▸ **Task data**:
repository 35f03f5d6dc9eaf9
mod common;

use common::{draft, setup, signed_in};
use jjxcapital::domain::entities::operation::NewOperation;
use jjxcapital::domain::error::DomainError;
use jjxcapital::domain::ports::operation_repository::OperationFilter;

#[tokio::test]
async fn test_save_without_session_rejected_before_store() {
    let app = setup();
    app.restore_session().await;

    let err = app
        .save_operation(&draft("BTC", "USDT", 25000.0, 25500.0))
        .await
        .unwrap_err();
    assert!(matches!(err, DomainError::Auth(_)));

    // Nothing was persisted: the same store is empty once someone signs in.
    app.register("u1@example.com", "secret1", None).await.unwrap();
    let ops = app.list_operations(&OperationFilter::default()).await.unwrap();
    assert!(ops.is_empty());
}

#[tokio::test]
async fn test_profit_derived_at_save() {
    let app = signed_in("u1@example.com").await;
    let op = app
        .save_operation(&draft("BTC", "USDT", 25000.0, 25500.0))
        .await
        .unwrap();

    assert_eq!(op.profit, 500.0);

    let ops = app.list_operations(&OperationFilter::default()).await.unwrap();
    assert_eq!(ops.len(), 1);
    assert_eq!(ops[0].profit, 500.0);
    assert_eq!(ops[0].base, "BTC");
    assert_eq!(ops[0].quote, "USDT");
}

#[tokio::test]
async fn test_list_is_newest_first() {
    let app = signed_in("u1@example.com").await;
    app.save_operation(&draft("BTC", "USDT", 100.0, 110.0))
        .await
        .unwrap();
    app.save_operation(&draft("ETH", "USDT", 50.0, 45.0))
        .await
        .unwrap();

    let ops = app.list_operations(&OperationFilter::default()).await.unwrap();
    assert_eq!(ops.len(), 2);
    assert_eq!(ops[0].base, "ETH");
    assert_eq!(ops[1].base, "BTC");
    assert!(ops[0].created_at >= ops[1].created_at);
}

#[tokio::test]
async fn test_list_is_owner_scoped() {
    let app = signed_in("u1@example.com").await;
    app.save_operation(&draft("BTC", "USDT", 100.0, 110.0))
        .await
        .unwrap();
    app.logout().await;

    app.register("u2@example.com", "secret1", None).await.unwrap();
    app.save_operation(&draft("XRP", "USDT", 1.0, 1.2))
        .await
        .unwrap();

    let ops = app.list_operations(&OperationFilter::default()).await.unwrap();
    assert_eq!(ops.len(), 1);
    assert_eq!(ops[0].base, "XRP");

    app.logout().await;
    app.login("u1@example.com", "secret1").await.unwrap();
    let ops = app.list_operations(&OperationFilter::default()).await.unwrap();
    assert_eq!(ops.len(), 1);
    assert_eq!(ops[0].base, "BTC");
}

#[tokio::test]
async fn test_list_is_idempotent_between_writes() {
    let app = signed_in("u1@example.com").await;
    app.save_operation(&draft("BTC", "USDT", 10.0, 12.0))
        .await
        .unwrap();
    app.save_operation(&draft("ETH", "USDT", 5.0, 6.0))
        .await
        .unwrap();

    let first = app.list_operations(&OperationFilter::default()).await.unwrap();
    let second = app.list_operations(&OperationFilter::default()).await.unwrap();
    assert_eq!(first, second);
}

#[tokio::test]
async fn test_limit_filter() {
    let app = signed_in("u1@example.com").await;
    for i in 0..5 {
        app.save_operation(&draft("BTC", "USDT", 100.0, 100.0 + i as f64))
            .await
            .unwrap();
    }

    let ops = app
        .list_operations(&OperationFilter {
            limit: Some(3),
            since: None,
        })
        .await
        .unwrap();
    assert_eq!(ops.len(), 3);
    // Newest of the five comes first.
    assert_eq!(ops[0].price_sell, 104.0);
}

#[tokio::test]
async fn test_optional_fields_round_trip() {
    let app = signed_in("u1@example.com").await;
    let draft = NewOperation::new(
        "BTC".into(),
        "USDT".into(),
        25000.0,
        25500.0,
        Some("Binance".into()),
        Some("fast P2P flip".into()),
        Some(chrono::NaiveDate::from_ymd_opt(2026, 8, 30).unwrap()),
    )
    .unwrap();
    app.save_operation(&draft).await.unwrap();

    let ops = app.list_operations(&OperationFilter::default()).await.unwrap();
    assert_eq!(ops[0].exchange.as_deref(), Some("Binance"));
    assert_eq!(ops[0].note.as_deref(), Some("fast P2P flip"));
    assert_eq!(
        ops[0].trade_date,
        Some(chrono::NaiveDate::from_ymd_opt(2026, 8, 30).unwrap())
    );
}
use crate::domain::error::DomainError;
use chrono::{DateTime, NaiveDate, Utc};
use serde::{Deserialize, Serialize};

/// One persisted trade record. Immutable once created: there is no update
/// or delete anywhere in the surface. `profit` is derived at write time
/// and read back as stored, never recomputed.
#[derive(Debug, Clone, PartialEq, Serialize, Deserialize)]
pub struct Operation {
    pub id: String,
    pub owner_id: String,
    pub base: String,
    pub quote: String,
    pub price_buy: f64,
    pub price_sell: f64,
    pub profit: f64,
    pub exchange: Option<String>,
    pub note: Option<String>,
    pub trade_date: Option<NaiveDate>,
    pub created_at: DateTime<Utc>,
}

impl Operation {
    /// Materialize a validated draft into a record. Called by store
    /// adapters at write time, which is where the id and timestamp are
    /// assigned.
    pub fn record(owner_id: String, draft: &NewOperation) -> Self {
        Self {
            id: uuid::Uuid::new_v4().to_string(),
            owner_id,
            base: draft.base.clone(),
            quote: draft.quote.clone(),
            price_buy: draft.price_buy,
            price_sell: draft.price_sell,
            profit: draft.profit(),
            exchange: draft.exchange.clone(),
            note: draft.note.clone(),
            trade_date: draft.trade_date,
            created_at: Utc::now(),
        }
    }

    pub fn pair(&self) -> String {
        format!("{}/{}", self.base, self.quote)
    }
}

/// A validated operation draft. Base and quote must be non-empty; symbols
/// are trimmed and uppercased on construction.
#[derive(Debug, Clone, PartialEq)]
pub struct NewOperation {
    pub base: String,
    pub quote: String,
    pub price_buy: f64,
    pub price_sell: f64,
    pub exchange: Option<String>,
    pub note: Option<String>,
    pub trade_date: Option<NaiveDate>,
}

impl NewOperation {
    pub fn new(
        base: String,
        quote: String,
        price_buy: f64,
        price_sell: f64,
        exchange: Option<String>,
        note: Option<String>,
        trade_date: Option<NaiveDate>,
    ) -> Result<Self, DomainError> {
        let base = base.trim().to_uppercase();
        let quote = quote.trim().to_uppercase();
        if base.is_empty() {
            return Err(DomainError::InvalidInput("base asset is required".into()));
        }
        if quote.is_empty() {
            return Err(DomainError::InvalidInput("quote asset is required".into()));
        }
        if !price_buy.is_finite() || !price_sell.is_finite() {
            return Err(DomainError::InvalidInput(
                "prices must be finite numbers".into(),
            ));
        }
        Ok(Self {
            base,
            quote,
            price_buy,
            price_sell,
            exchange: exchange.filter(|e| !e.trim().is_empty()),
            note: note.filter(|n| !n.trim().is_empty()),
            trade_date,
        })
    }

    /// Derived at write time: sell minus buy, exact in f64.
    pub fn profit(&self) -> f64 {
        self.price_sell - self.price_buy
    }
}

#[cfg(test)]
mod tests {
    use super::*;

    #[test]
    fn test_profit_is_sell_minus_buy() {
        let draft =
            NewOperation::new("BTC".into(), "USDT".into(), 25000.0, 25500.0, None, None, None)
                .unwrap();
        assert_eq!(draft.profit(), 500.0);
    }

    #[test]
    fn test_negative_profit_allowed() {
        let draft =
            NewOperation::new("ETH".into(), "USDT".into(), 2000.0, 1950.0, None, None, None)
                .unwrap();
        assert_eq!(draft.profit(), -50.0);
    }

    #[test]
    fn test_symbols_normalized() {
        let draft =
            NewOperation::new(" btc ".into(), "usdt".into(), 1.0, 2.0, None, None, None).unwrap();
        assert_eq!(draft.base, "BTC");
        assert_eq!(draft.quote, "USDT");
    }

    #[test]
    fn test_empty_base_rejected() {
        let err = NewOperation::new("  ".into(), "USDT".into(), 1.0, 2.0, None, None, None);
        assert!(err.is_err());
    }

    #[test]
    fn test_record_assigns_id_and_timestamp() {
        let draft =
            NewOperation::new("BTC".into(), "USDT".into(), 10.0, 12.0, None, None, None).unwrap();
        let op = Operation::record("u1".into(), &draft);
        assert!(!op.id.is_empty());
        assert_eq!(op.owner_id, "u1");
        assert_eq!(op.profit, 2.0);
    }
}
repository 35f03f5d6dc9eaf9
pub mod operation_repo;
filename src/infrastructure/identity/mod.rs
pub mod local;
pub mod rest;
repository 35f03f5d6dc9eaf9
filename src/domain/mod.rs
pub mod entities;
pub mod error;
pub mod ports;
pub mod values;
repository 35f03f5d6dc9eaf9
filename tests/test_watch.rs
mod common;

use common::{draft, signed_in};

#[tokio::test]
async fn test_subscription_seeded_with_current_snapshot() {
    let app = signed_in("u1@example.com").await;
    app.save_operation(&draft("BTC", "USDT", 100.0, 110.0))
        .await
        .unwrap();

    let mut rx = app.watch_operations().await.unwrap();
    let snapshot = rx.borrow_and_update().clone();
    assert_eq!(snapshot.len(), 1);
    assert_eq!(snapshot[0].base, "BTC");
}

#[tokio::test]
async fn test_full_snapshot_redelivered_on_create() {
    let app = signed_in("u1@example.com").await;
    let mut rx = app.watch_operations().await.unwrap();
    assert!(rx.borrow_and_update().is_empty());

    app.save_operation(&draft("BTC", "USDT", 100.0, 110.0))
        .await
        .unwrap();
    rx.changed().await.unwrap();
    assert_eq!(rx.borrow_and_update().len(), 1);

    app.save_operation(&draft("ETH", "USDT", 50.0, 45.0))
        .await
        .unwrap();
    rx.changed().await.unwrap();
    let snapshot = rx.borrow_and_update().clone();
    // The complete current list, newest first — not a diff.
    assert_eq!(snapshot.len(), 2);
    assert_eq!(snapshot[0].base, "ETH");
}

#[tokio::test]
async fn test_drop_cancels_subscription_and_saves_still_work() {
    let app = signed_in("u1@example.com").await;
    let rx = app.watch_operations().await.unwrap();
    drop(rx);

    app.save_operation(&draft("BTC", "USDT", 100.0, 110.0))
        .await
        .unwrap();

    // A fresh subscription sees the write.
    let mut rx = app.watch_operations().await.unwrap();
    assert_eq!(rx.borrow_and_update().len(), 1);
}

#[tokio::test]
async fn test_two_subscribers_see_the_same_snapshots() {
    let app = signed_in("u1@example.com").await;
    let mut rx1 = app.watch_operations().await.unwrap();
    let mut rx2 = app.watch_operations().await.unwrap();

    app.save_operation(&draft("BTC", "USDT", 1.0, 2.0))
        .await
        .unwrap();
    rx1.changed().await.unwrap();
    rx2.changed().await.unwrap();
    assert_eq!(*rx1.borrow_and_update(), *rx2.borrow_and_update());
}
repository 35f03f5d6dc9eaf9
//! Shared test helpers.

use jjxcapital::domain::entities::operation::NewOperation;
use jjxcapital::infrastructure::payments::sandbox::SandboxGateway;
use jjxcapital::JjxCapital;
use std::sync::Arc;

pub fn setup() -> JjxCapital {
    JjxCapital::local(":memory:", Arc::new(SandboxGateway)).unwrap()
}

/// App with a freshly registered, signed-in account.
#[allow(dead_code)]
pub async fn signed_in(email: &str) -> JjxCapital {
    let app = setup();
    app.register(email, "secret1", Some("Trader".into()))
        .await
        .unwrap();
    app
}

#[allow(dead_code)]
pub fn draft(base: &str, quote: &str, buy: f64, sell: f64) -> NewOperation {
    NewOperation::new(base.into(), quote.into(), buy, sell, None, None, None).unwrap()
}
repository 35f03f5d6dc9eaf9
use chrono::{DateTime, Utc};
use serde::{Deserialize, Serialize};

/// The currently authenticated identity. Absence of a session is a valid
/// state and is modeled by `SessionState`, not by an error.
#[derive(Debug, Clone, PartialEq, Serialize, Deserialize)]
pub struct Session {
    pub uid: String,
    pub display_name: Option<String>,
    pub email: Option<String>,
    pub created_at: Option<DateTime<Utc>>,
}

impl Session {
    pub fn new(uid: String, display_name: Option<String>, email: Option<String>) -> Self {
        Self {
            uid,
            display_name,
            email,
            created_at: Some(Utc::now()),
        }
    }
}
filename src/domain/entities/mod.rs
pub mod operation;
pub mod session;
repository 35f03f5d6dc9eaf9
pub mod firestore;
pub mod identity;
pub mod payments;
pub mod sqlite;
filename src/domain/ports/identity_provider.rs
use crate::domain::entities::session::Session;
use crate::domain::error::DomainError;

/// Boundary to the external identity service. The provider owns its own
/// credential persistence; this side holds no tokens beyond what the
/// adapter chooses to cache for `restore`.
#[async_trait::async_trait]
pub trait IdentityProvider: Send + Sync {
    /// Create a new identity and sign it in.
    async fn register(
        &self,
        email: &str,
        password: &str,
        display_name: Option<String>,
    ) -> Result<Session, DomainError>;

    /// Exchange credentials for a session. On rejection the session
    /// remains absent; no retry.
    async fn sign_in(&self, email: &str, password: &str) -> Result<Session, DomainError>;

    /// Clear the provider-side session. Downstream failures are the
    /// adapter's to swallow; the local session is cleared regardless.
    async fn sign_out(&self) -> Result<(), DomainError>;

    /// Recover a previously established session, if the provider still
    /// holds one.
    async fn restore(&self) -> Result<Option<Session>, DomainError>;
}
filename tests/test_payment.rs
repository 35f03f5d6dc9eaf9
mod common;

use common::{setup, signed_in};
use jjxcapital::application::upgrade::UpgradeOutcome;
use jjxcapital::domain::error::DomainError;
use jjxcapital::domain::values::payment_method::PaymentMethod;

#[tokio::test]
async fn test_upgrade_requires_session() {
    let app = setup();
    app.restore_session().await;
    let err = app.upgrade(PaymentMethod::Paypal).await.unwrap_err();
    assert!(matches!(err, DomainError::Auth(_)));
}

#[tokio::test]
async fn test_sandbox_upgrade_completes_immediately() {
    let app = signed_in("u1@example.com").await;
    match app.upgrade(PaymentMethod::Paypal).await.unwrap() {
        UpgradeOutcome::Completed(confirmation) => {
            assert!(!confirmation.order_id.is_empty());
            assert_eq!(confirmation.payer_name, "Sandbox payer");
        }
        UpgradeOutcome::Pending { .. } => panic!("sandbox checkout should auto-approve"),
    }
}

#[tokio::test]
async fn test_link_methods_yield_approval_url() {
    let app = signed_in("u1@example.com").await;
    for method in [PaymentMethod::BinancePay, PaymentMethod::BlockchainPay] {
        match app.upgrade(method).await.unwrap() {
            UpgradeOutcome::Pending {
                order_id,
                approval_url,
            } => {
                assert!(approval_url.contains(&format!("ref={order_id}")));
                assert!(approval_url.contains("amount=15.00"));
            }
            UpgradeOutcome::Completed(_) => panic!("{method} should hand out a link"),
        }
    }
}

#[tokio::test]
async fn test_payment_method_parsing() {
    assert_eq!(
        "binance".parse::<PaymentMethod>().unwrap(),
        PaymentMethod::BinancePay
    );
    assert_eq!(
        "PayPal".parse::<PaymentMethod>().unwrap(),
        PaymentMethod::Paypal
    );
    assert!("venmo".parse::<PaymentMethod>().is_err());
}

▸ **Work to complete**:
Pull out every line holding "tests" from the records above, and copy it.

▸ **Answer section**:
mod tests {
filename tests/test_watch.rs
filename tests/test_payment.rs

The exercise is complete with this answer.